▶ [Data records]:
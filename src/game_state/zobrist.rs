//! Zobrist hashing for position identity and repetition tracking.
//!
//! Keys come from a fixed seed, so hashes are identical across runs.

use std::sync::OnceLock;

use crate::game_state::chess_types::*;
use crate::game_state::position::Position;
use crate::moves::pawn_moves::pawn_attacks;

#[derive(Debug)]
struct ZobristTables {
    piece_square: [[[u64; 64]; 6]; 2],
    side_to_move: u64,
    castling: [u64; 16],
    en_passant_file: [u64; 8],
}

static TABLES: OnceLock<ZobristTables> = OnceLock::new();

#[inline]
fn tables() -> &'static ZobristTables {
    TABLES.get_or_init(build_tables)
}

fn build_tables() -> ZobristTables {
    let mut seed: u64 = 0x9E37_79B9_7F4A_7C15;

    let mut piece_square = [[[0u64; 64]; 6]; 2];
    for color in &mut piece_square {
        for piece in color {
            for sq in piece {
                *sq = next_random_u64(&mut seed);
            }
        }
    }

    let side_to_move = next_random_u64(&mut seed);

    let mut castling = [0u64; 16];
    for key in &mut castling {
        *key = next_random_u64(&mut seed);
    }

    let mut en_passant_file = [0u64; 8];
    for key in &mut en_passant_file {
        *key = next_random_u64(&mut seed);
    }

    ZobristTables {
        piece_square,
        side_to_move,
        castling,
        en_passant_file,
    }
}

#[inline]
fn next_random_u64(state: &mut u64) -> u64 {
    // splitmix64
    *state = state.wrapping_add(0x9E37_79B9_7F4A_7C15);
    let mut z = *state;
    z = (z ^ (z >> 30)).wrapping_mul(0xBF58_476D_1CE4_E5B9);
    z = (z ^ (z >> 27)).wrapping_mul(0x94D0_49BB_1331_11EB);
    z ^ (z >> 31)
}

#[inline]
pub fn piece_square_key(piece: Piece, square: Square) -> u64 {
    tables().piece_square[piece.color.index()][piece.kind.index()][square.index()]
}

#[inline]
pub fn castling_key(castling_rights: CastlingRights) -> u64 {
    tables().castling[(castling_rights & CASTLE_ALL) as usize]
}

#[inline]
pub fn en_passant_file_key(file: u8) -> u64 {
    tables().en_passant_file[file as usize]
}

#[inline]
pub fn side_to_move_key() -> u64 {
    tables().side_to_move
}

/// Full position key. The en-passant file only contributes when a pawn of
/// the side to move stands ready to capture onto the target square, so a
/// double push nobody can answer does not make positions look different.
pub fn compute_position_key(position: &Position) -> u64 {
    let mut key = 0u64;

    for (sq, piece) in position.board.iter() {
        key ^= piece_square_key(piece, sq);
    }

    if position.side_to_move == Color::Black {
        key ^= side_to_move_key();
    }

    key ^= castling_key(position.rights.castling);

    if let Some(ep_square) = position.rights.en_passant {
        let side = position.side_to_move;
        let capturers = pawn_attacks(side.opposite(), ep_square)
            & position.board.pieces_of(side, PieceKind::Pawn);
        if capturers != 0 {
            key ^= en_passant_file_key(ep_square.file());
        }
    }

    key
}
//! Automated opponent played by the front end.
//!
//! Selects uniformly from legal moves; no search. Seeded opponents replay the
//! same game for the same human moves, which tests rely on.

use rand::prelude::IndexedRandom;
use rand::rngs::StdRng;
use rand::SeedableRng;

use crate::game_state::chess_rules::OPPONENT_DRAW_ACCEPT_HALFMOVES;
use crate::game_state::chess_types::Color;
use crate::game_state::position::Position;
use crate::move_generation::legal_move_generator::LegalMoveGenerator;
use crate::move_generation::move_generator::{MoveGenResult, MoveGenerator};
use crate::moves::chess_move::Move;

pub trait Opponent: Send {
    fn name(&self) -> &str;

    /// A move for the side to move, or `None` when it has no legal move.
    fn choose_move(&mut self, position: &Position) -> MoveGenResult<Option<Move>>;

    /// Answer to a draw offered by the other side.
    fn accepts_draw(&self, position: &Position, color: Color) -> bool;
}

pub struct RandomOpponent {
    move_generator: LegalMoveGenerator,
    rng: StdRng,
}

impl RandomOpponent {
    pub fn new() -> Self {
        Self {
            move_generator: LegalMoveGenerator,
            rng: StdRng::from_os_rng(),
        }
    }

    pub fn with_seed(seed: u64) -> Self {
        Self {
            move_generator: LegalMoveGenerator,
            rng: StdRng::seed_from_u64(seed),
        }
    }
}

impl Default for RandomOpponent {
    fn default() -> Self {
        Self::new()
    }
}

impl Opponent for RandomOpponent {
    fn name(&self) -> &str {
        "random"
    }

    fn choose_move(&mut self, position: &Position) -> MoveGenResult<Option<Move>> {
        let legal_moves = self.move_generator.generate_legal_moves(position)?;
        log::debug!("{} opponent choosing among {} moves", self.name(), legal_moves.len());
        Ok(legal_moves.as_slice().choose(&mut self.rng).copied())
    }

    /// Accepts once the game has stalled for fifty moves or only its king is
    /// left.
    fn accepts_draw(&self, position: &Position, color: Color) -> bool {
        position.halfmove_clock >= OPPONENT_DRAW_ACCEPT_HALFMOVES
            || position.board.count(color) == 1
    }
}

#[cfg(test)]
mod tests {
    use super::{Opponent, RandomOpponent};
    use crate::game_state::chess_types::Color;
    use crate::game_state::position::Position;
    use crate::move_generation::legal_move_generator::LegalMoveGenerator;
    use crate::move_generation::move_generator::MoveGenerator;

    #[test]
    fn picks_a_legal_move() {
        let mut opponent = RandomOpponent::with_seed(7);
        assert_eq!(opponent.name(), "random");
        let game = Position::new_game();
        let legal = LegalMoveGenerator
            .generate_legal_moves(&game)
            .expect("generation should succeed");
        let picked = opponent
            .choose_move(&game)
            .expect("choice should succeed")
            .expect("start position has moves");
        assert!(legal.contains(&picked));
    }

    #[test]
    fn same_seed_same_choice() {
        let game = Position::new_game();
        let a = RandomOpponent::with_seed(42).choose_move(&game).expect("choice");
        let b = RandomOpponent::with_seed(42).choose_move(&game).expect("choice");
        assert_eq!(a, b);
    }

    #[test]
    fn no_move_when_mated() {
        let mated = Position::from_fen("rnb1kbnr/pppp1ppp/8/4p3/6Pq/5P2/PPPPP2P/RNBQKBNR w KQkq - 1 3")
            .expect("FEN should parse");
        assert_eq!(RandomOpponent::with_seed(1).choose_move(&mated).expect("choice"), None);
    }

    #[test]
    fn draw_acceptance_policy() {
        let opponent = RandomOpponent::with_seed(0);
        let early = Position::new_game();
        assert!(!opponent.accepts_draw(&early, Color::Black));

        let stalled = Position::from_fen("r3k3/8/8/8/8/8/8/R3K3 w - - 100 90").expect("FEN");
        assert!(opponent.accepts_draw(&stalled, Color::Black));

        let lone_king = Position::from_fen("4k3/8/8/8/8/8/8/R3K3 w - - 3 90").expect("FEN");
        assert!(opponent.accepts_draw(&lone_king, Color::Black));
        assert!(!opponent.accepts_draw(&lone_king, Color::White));
    }
}
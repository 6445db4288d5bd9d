//! Registry and front-end configuration.
//!
//! Loaded from an optional YAML file; every field has a default so an empty
//! or partial file is valid.

use std::error::Error;
use std::fmt;
use std::fs;
use std::path::Path;

use chrono::TimeDelta;
use serde::Deserialize;

use crate::registry::session_registry::UnknownSessionPolicy;
use crate::session::opponent::{Opponent, RandomOpponent};

#[derive(Debug, Clone, Copy, PartialEq, Eq, Default, Deserialize)]
#[serde(rename_all = "kebab-case")]
pub enum OpponentKind {
    /// Both sides are played through the front end.
    #[default]
    None,
    Random,
}

#[derive(Debug, Clone, PartialEq, Eq, Deserialize)]
#[serde(default, rename_all = "kebab-case", deny_unknown_fields)]
pub struct RegistryConfig {
    pub idle_timeout_secs: u64,
    pub unknown_session: UnknownSessionPolicy,
    pub opponent: OpponentKind,
    pub opponent_seed: Option<u64>,
    pub start_fen: Option<String>,
}

impl Default for RegistryConfig {
    fn default() -> Self {
        Self {
            idle_timeout_secs: 30 * 60,
            unknown_session: UnknownSessionPolicy::CreateOnFirstReference,
            opponent: OpponentKind::None,
            opponent_seed: None,
            start_fen: None,
        }
    }
}

impl RegistryConfig {
    /// Reads `path` when given, otherwise returns the defaults.
    pub fn load(path: Option<&Path>) -> Result<Self, ConfigError> {
        let Some(path) = path else {
            return Ok(Self::default());
        };
        let content = fs::read_to_string(path).map_err(|source| ConfigError::Io {
            path: path.display().to_string(),
            source,
        })?;
        Self::from_yaml(&content)
    }

    pub fn from_yaml(content: &str) -> Result<Self, ConfigError> {
        if content.trim().is_empty() {
            return Ok(Self::default());
        }
        serde_yaml::from_str(content).map_err(ConfigError::Parse)
    }

    /// Idle timeout as a duration; saturates for absurdly large values.
    pub fn idle_timeout(&self) -> TimeDelta {
        i64::try_from(self.idle_timeout_secs)
            .ok()
            .and_then(TimeDelta::try_seconds)
            .unwrap_or(TimeDelta::MAX)
    }

    /// The configured automated opponent, if any.
    pub fn build_opponent(&self) -> Option<Box<dyn Opponent>> {
        match self.opponent {
            OpponentKind::None => None,
            OpponentKind::Random => Some(Box::new(match self.opponent_seed {
                Some(seed) => RandomOpponent::with_seed(seed),
                None => RandomOpponent::new(),
            })),
        }
    }
}

#[derive(Debug)]
pub enum ConfigError {
    Io { path: String, source: std::io::Error },
    Parse(serde_yaml::Error),
}

impl fmt::Display for ConfigError {
    fn fmt(&self, f: &mut fmt::Formatter<'_>) -> fmt::Result {
        match self {
            ConfigError::Io { path, source } => write!(f, "failed to read config {path}: {source}"),
            ConfigError::Parse(err) => write!(f, "failed to parse config: {err}"),
        }
    }
}

impl Error for ConfigError {
    fn source(&self) -> Option<&(dyn Error + 'static)> {
        match self {
            ConfigError::Io { source, .. } => Some(source),
            ConfigError::Parse(err) => Some(err),
        }
    }
}
//! Attack and check detection.

use crate::game_state::board::Board;
use crate::game_state::chess_types::*;
use crate::moves::bishop_moves::bishop_attacks;
use crate::moves::king_moves::king_attacks;
use crate::moves::knight_moves::knight_attacks;
use crate::moves::pawn_moves::pawn_attacks;
use crate::moves::rook_moves::rook_attacks;

/// True when `color` has a king and it is attacked. A side without a king is
/// never in check.
#[inline]
pub fn is_in_check(board: &Board, color: Color) -> bool {
    let Some(king_sq) = board.king_square(color) else {
        return false;
    };
    is_square_attacked(board, king_sq, color.opposite())
}

pub fn is_square_attacked(board: &Board, square: Square, attacker_color: Color) -> bool {
    // A pawn of the defending color on `square` would attack exactly the
    // squares from which attacking pawns hit `square`.
    let attacker_pawns = board.pieces_of(attacker_color, PieceKind::Pawn);
    if pawn_attacks(attacker_color.opposite(), square) & attacker_pawns != 0 {
        return true;
    }

    let attacker_knights = board.pieces_of(attacker_color, PieceKind::Knight);
    if knight_attacks(square) & attacker_knights != 0 {
        return true;
    }

    let attacker_kings = board.pieces_of(attacker_color, PieceKind::King);
    if king_attacks(square) & attacker_kings != 0 {
        return true;
    }

    let occupancy = board.occupancy();
    let queens = board.pieces_of(attacker_color, PieceKind::Queen);

    let bishops_queens = board.pieces_of(attacker_color, PieceKind::Bishop) | queens;
    if bishop_attacks(square, occupancy) & bishops_queens != 0 {
        return true;
    }

    let rooks_queens = board.pieces_of(attacker_color, PieceKind::Rook) | queens;
    if rook_attacks(square, occupancy) & rooks_queens != 0 {
        return true;
    }

    false
}
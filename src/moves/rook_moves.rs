//! Rook ray tracing over an occupancy bitboard.

use crate::game_state::chess_types::Square;

pub const ROOK_DIRECTIONS: [(i8, i8); 4] = [(0, 1), (0, -1), (1, 0), (-1, 0)];

/// Squares a rook on `square` attacks. Each ray stops at, and includes, the
/// first occupied square.
#[inline]
pub fn rook_attacks(square: Square, occupancy: u64) -> u64 {
    ROOK_DIRECTIONS
        .iter()
        .fold(0u64, |acc, &(file_step, rank_step)| {
            acc | trace_ray(square, file_step, rank_step, occupancy)
        })
}

pub(crate) fn trace_ray(square: Square, file_step: i8, rank_step: i8, occupancy: u64) -> u64 {
    let mut attacks = 0u64;
    let mut current = square.offset(file_step, rank_step);

    while let Some(target) = current {
        attacks |= target.bit();
        if occupancy & target.bit() != 0 {
            break;
        }
        current = target.offset(file_step, rank_step);
    }

    attacks
}
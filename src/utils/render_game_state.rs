//! Terminal-oriented Unicode board renderer.
//!
//! Creates a human-readable board view for the text front end, tests and
//! diagnostics. Empty squares that are valid move targets get a marker.

use crate::game_state::board::Board;
use crate::game_state::chess_types::*;

const EMPTY_SQUARE: char = '·';
const TARGET_MARKER: char = '⬧';

/// Render the board to a Unicode string for terminal output.
///
/// Assumes square indexing where `0 == a1`, `7 == h1`, and `63 == h8`.
pub fn render_board(board: &Board, targets: &[Square]) -> String {
    let mut out = String::new();

    out.push_str("  a b c d e f g h\n");

    for rank in (0..8u8).rev() {
        out.push(char::from(b'1' + rank));
        out.push(' ');

        for file in 0..8u8 {
            let Some(sq) = Square::from_file_rank(file, rank) else {
                continue;
            };
            match board.piece_at(sq) {
                Some(piece) => out.push(piece_to_unicode(piece)),
                None if targets.contains(&sq) => out.push(TARGET_MARKER),
                None => out.push(EMPTY_SQUARE),
            }

            if file < 7 {
                out.push(' ');
            }
        }

        out.push(' ');
        out.push(char::from(b'1' + rank));
        out.push('\n');
    }

    out.push_str("  a b c d e f g h");

    out
}

pub fn piece_to_unicode(piece: Piece) -> char {
    match (piece.color, piece.kind) {
        (Color::White, PieceKind::Pawn) => '♙',
        (Color::White, PieceKind::Knight) => '♘',
        (Color::White, PieceKind::Bishop) => '♗',
        (Color::White, PieceKind::Rook) => '♖',
        (Color::White, PieceKind::Queen) => '♕',
        (Color::White, PieceKind::King) => '♔',
        (Color::Black, PieceKind::Pawn) => '♟',
        (Color::Black, PieceKind::Knight) => '♞',
        (Color::Black, PieceKind::Bishop) => '♝',
        (Color::Black, PieceKind::Rook) => '♜',
        (Color::Black, PieceKind::Queen) => '♛',
        (Color::Black, PieceKind::King) => '♚',
    }
}
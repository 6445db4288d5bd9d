use std::error::Error;
use std::fmt;

use crate::game_state::board::Board;
use crate::game_state::chess_types::{Color, Square};
use crate::game_state::position::Position;
use crate::move_generation::legal_move_checks;
use crate::moves::chess_move::Move;

pub type MoveGenResult<T> = Result<T, MoveGenerationError>;

#[derive(Debug, Clone, PartialEq, Eq)]
pub enum MoveGenerationError {
    InvalidState(String),
}

impl fmt::Display for MoveGenerationError {
    fn fmt(&self, f: &mut fmt::Formatter<'_>) -> fmt::Result {
        match self {
            MoveGenerationError::InvalidState(msg) => write!(f, "invalid game state: {msg}"),
        }
    }
}

impl Error for MoveGenerationError {}

/// Legal-move oracle. Every returned move leaves the mover's king safe.
pub trait MoveGenerator: Send + Sync {
    /// All legal moves of `color` under the position's board and rights.
    fn all_legal_moves(&self, position: &Position, color: Color) -> MoveGenResult<Vec<Move>>;

    /// Legal moves of the piece on `square`; empty unless that piece belongs
    /// to the side to move.
    fn moves_from(&self, position: &Position, square: Square) -> MoveGenResult<Vec<Move>>;

    #[inline]
    fn generate_legal_moves(&self, position: &Position) -> MoveGenResult<Vec<Move>> {
        self.all_legal_moves(position, position.side_to_move)
    }

    #[inline]
    fn is_in_check(&self, board: &Board, color: Color) -> bool {
        legal_move_checks::is_in_check(board, color)
    }
}
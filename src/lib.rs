//! Crate root module declarations for the chess session back end.
//!
//! Exposes the board and position model, the legal-move oracle, the game
//! session state machine, the session registry and the client-facing protocol
//! so the binary, tests and benchmarks share stable module paths.

pub mod errors;

pub mod game_state {
    pub mod board;
    pub mod chess_rules;
    pub mod chess_types;
    pub mod position;
    pub mod undo_state;
    pub mod zobrist;
}

pub mod moves {
    pub mod bishop_moves;
    pub mod chess_move;
    pub mod king_moves;
    pub mod knight_moves;
    pub mod pawn_moves;
    pub mod queen_moves;
    pub mod rook_moves;
}

pub mod move_generation {
    pub mod legal_move_apply;
    pub mod legal_move_checks;
    pub mod legal_move_generator;
    pub mod legal_move_shared;
    pub mod legal_moves_bishop;
    pub mod legal_moves_king;
    pub mod legal_moves_knight;
    pub mod legal_moves_pawn;
    pub mod legal_moves_queen;
    pub mod legal_moves_rook;
    pub mod move_generator;
    pub mod perft;
}

pub mod session {
    pub mod draw_rules;
    pub mod game_result;
    pub mod game_session;
    pub mod opponent;
}

pub mod registry {
    pub mod registry_config;
    pub mod session_registry;
}

pub mod protocol {
    pub mod command_loop;
    pub mod responses;
}

pub mod utils {
    pub mod algebraic;
    pub mod fen_generator;
    pub mod fen_parser;
    pub mod long_algebraic;
    pub mod render_game_state;
}
//! Maps client identifiers to their game sessions.
//!
//! The id map sits behind an `RwLock` held only for lookup, insert and
//! removal. Each session has its own `Mutex`, so operations on different
//! sessions run in parallel and one session sees one request at a time.

use std::collections::HashMap;
use std::fmt;
use std::sync::atomic::{AtomicI64, Ordering};
use std::sync::{Arc, Mutex, MutexGuard, PoisonError, RwLock};

use chrono::{DateTime, Utc};
use log::{info, warn};
use serde::{Deserialize, Serialize};

use crate::errors::{InvariantViolation, SessionError};
use crate::registry::registry_config::RegistryConfig;
use crate::session::game_result::GameResult;
use crate::session::game_session::GameSession;

/// What `get` does with an id it has never seen.
#[derive(Debug, Clone, Copy, PartialEq, Eq, Default, Serialize, Deserialize)]
#[serde(rename_all = "kebab-case")]
pub enum UnknownSessionPolicy {
    #[default]
    CreateOnFirstReference,
    Reject,
}

#[derive(Debug, Clone, PartialEq, Eq, Hash, PartialOrd, Ord, Serialize)]
#[serde(transparent)]
pub struct SessionId(String);

impl SessionId {
    pub fn new(id: impl Into<String>) -> Self {
        Self(id.into())
    }

    pub fn as_str(&self) -> &str {
        &self.0
    }
}

impl From<&str> for SessionId {
    fn from(value: &str) -> Self {
        Self::new(value)
    }
}

impl From<String> for SessionId {
    fn from(value: String) -> Self {
        Self(value)
    }
}

impl fmt::Display for SessionId {
    fn fmt(&self, f: &mut fmt::Formatter<'_>) -> fmt::Result {
        f.write_str(&self.0)
    }
}

/// A registered session plus its bookkeeping timestamps.
#[derive(Debug)]
pub struct SessionSlot {
    session: Mutex<GameSession>,
    created_at: DateTime<Utc>,
    last_active_ms: AtomicI64,
}

pub type SessionHandle = Arc<SessionSlot>;

impl SessionSlot {
    fn new(session: GameSession, now: DateTime<Utc>) -> Self {
        Self {
            session: Mutex::new(session),
            created_at: now,
            last_active_ms: AtomicI64::new(now.timestamp_millis()),
        }
    }

    /// Locks the session for one operation.
    pub fn lock(&self) -> Result<MutexGuard<'_, GameSession>, SessionError> {
        self.session.lock().map_err(|err| poisoned("session", err))
    }

    pub fn created_at(&self) -> DateTime<Utc> {
        self.created_at
    }

    pub fn last_active(&self) -> DateTime<Utc> {
        DateTime::from_timestamp_millis(self.last_active_ms.load(Ordering::Relaxed))
            .unwrap_or(self.created_at)
    }

    fn touch(&self, now: DateTime<Utc>) {
        self.last_active_ms
            .fetch_max(now.timestamp_millis(), Ordering::Relaxed);
    }
}

/// A finished game kept after its session was dropped.
#[derive(Debug, Clone, PartialEq, Eq, Serialize)]
#[serde(rename_all = "camelCase")]
pub struct ArchivedGame {
    pub id: SessionId,
    pub result: GameResult,
    pub moves: String,
    pub final_fen: String,
    pub started_at: DateTime<Utc>,
    pub finished_at: DateTime<Utc>,
}

#[derive(Debug, Default)]
pub struct SessionRegistry {
    sessions: RwLock<HashMap<SessionId, SessionHandle>>,
    archive: Mutex<Vec<ArchivedGame>>,
    config: RegistryConfig,
}

impl SessionRegistry {
    pub fn new(config: RegistryConfig) -> Self {
        Self {
            sessions: RwLock::new(HashMap::new()),
            archive: Mutex::new(Vec::new()),
            config,
        }
    }

    pub fn config(&self) -> &RegistryConfig {
        &self.config
    }

    /// Handle for `id`. Unknown ids get a fresh session or are rejected,
    /// depending on the configured policy.
    pub fn get(&self, id: &SessionId) -> Result<SessionHandle, SessionError> {
        let now = Utc::now();
        if let Some(handle) = self.read_map()?.get(id) {
            handle.touch(now);
            return Ok(Arc::clone(handle));
        }

        if self.config.unknown_session == UnknownSessionPolicy::Reject {
            return Err(SessionError::UnknownSession(id.to_string()));
        }

        let session = self.fresh_session()?;
        let mut map = self.write_map()?;
        // Another request may have created it since the read lock was dropped.
        let handle = map.entry(id.clone()).or_insert_with(|| {
            info!("created session {id} on first reference");
            Arc::new(SessionSlot::new(session, now))
        });
        handle.touch(now);
        Ok(Arc::clone(handle))
    }

    /// Starts a new game for `id`, replacing any existing one.
    pub fn new_game(&self, id: &SessionId) -> Result<SessionHandle, SessionError> {
        let now = Utc::now();
        let handle = Arc::new(SessionSlot::new(self.fresh_session()?, now));
        let replaced = self.write_map()?.insert(id.clone(), Arc::clone(&handle));
        info!("new game for session {id}");

        if let Some(old) = replaced {
            self.archive_if_finished(id, &old, now)?;
        }
        Ok(handle)
    }

    /// Runs `op` under the session's lock. The map lock is released before
    /// `op` starts.
    pub fn with_session<T>(
        &self,
        id: &SessionId,
        op: impl FnOnce(&mut GameSession) -> Result<T, SessionError>,
    ) -> Result<T, SessionError> {
        let handle = self.get(id)?;
        let mut session = handle.lock()?;
        let outcome = op(&mut *session);
        handle.touch(Utc::now());

        if let Err(err) = &outcome {
            if err.is_fatal() {
                warn!("session {id}: {err}");
            }
        }
        outcome
    }

    /// Drops the session for `id`, archiving it when the game had ended.
    /// Returns whether a session was registered.
    pub fn remove(&self, id: &SessionId) -> Result<bool, SessionError> {
        let removed = self.write_map()?.remove(id);
        match removed {
            Some(handle) => {
                info!("removed session {id}");
                self.archive_if_finished(id, &handle, Utc::now())?;
                Ok(true)
            }
            None => Ok(false),
        }
    }

    /// Removes every session idle for longer than the configured timeout at
    /// `now`, returning their ids in sorted order.
    pub fn expire_idle(&self, now: DateTime<Utc>) -> Result<Vec<SessionId>, SessionError> {
        let timeout = self.config.idle_timeout();
        let expired: Vec<(SessionId, SessionHandle)> = {
            let mut map = self.write_map()?;
            let ids: Vec<SessionId> = map
                .iter()
                .filter(|(_, handle)| now.signed_duration_since(handle.last_active()) > timeout)
                .map(|(id, _)| id.clone())
                .collect();
            ids.into_iter()
                .filter_map(|id| map.remove(&id).map(|handle| (id, handle)))
                .collect()
        };

        let mut ids = Vec::with_capacity(expired.len());
        for (id, handle) in expired {
            info!("session {id} expired after idling since {}", handle.last_active());
            self.archive_if_finished(&id, &handle, now)?;
            ids.push(id);
        }
        ids.sort();
        Ok(ids)
    }

    pub fn archived(&self) -> Result<Vec<ArchivedGame>, SessionError> {
        Ok(self
            .archive
            .lock()
            .map_err(|err| poisoned("archive", err))?
            .clone())
    }

    pub fn contains(&self, id: &SessionId) -> Result<bool, SessionError> {
        Ok(self.read_map()?.contains_key(id))
    }

    pub fn len(&self) -> Result<usize, SessionError> {
        Ok(self.read_map()?.len())
    }

    pub fn is_empty(&self) -> Result<bool, SessionError> {
        Ok(self.len()? == 0)
    }

    fn fresh_session(&self) -> Result<GameSession, SessionError> {
        match &self.config.start_fen {
            Some(fen) => GameSession::from_fen(fen),
            None => Ok(GameSession::new()),
        }
    }

    fn archive_if_finished(
        &self,
        id: &SessionId,
        handle: &SessionSlot,
        now: DateTime<Utc>,
    ) -> Result<(), SessionError> {
        let session = handle.lock()?;
        let Some(result) = session.result() else {
            return Ok(());
        };

        let entry = ArchivedGame {
            id: id.clone(),
            result,
            moves: session.move_list(),
            final_fen: session.fen(),
            started_at: handle.created_at(),
            finished_at: now,
        };
        drop(session);

        info!("archived session {id}: {result}");
        self.archive
            .lock()
            .map_err(|err| poisoned("archive", err))?
            .push(entry);
        Ok(())
    }

    fn read_map(
        &self,
    ) -> Result<std::sync::RwLockReadGuard<'_, HashMap<SessionId, SessionHandle>>, SessionError> {
        self.sessions.read().map_err(|err| poisoned("session map", err))
    }

    fn write_map(
        &self,
    ) -> Result<std::sync::RwLockWriteGuard<'_, HashMap<SessionId, SessionHandle>>, SessionError> {
        self.sessions.write().map_err(|err| poisoned("session map", err))
    }
}

fn poisoned<T>(what: &str, _err: PoisonError<T>) -> SessionError {
    warn!("{what} lock poisoned");
    SessionError::Internal(InvariantViolation::PoisonedLock(what.to_owned()))
}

▶ [EXERCISE DIRECTIONS]: All lines in the preceding records that hold the word "Each" need to be copied.

▶ [SOLVED PROBLEM]:
/// Squares a rook on `square` attacks. Each ray stops at, and includes, the
//! removal. Each session has its own `Mutex`, so operations on different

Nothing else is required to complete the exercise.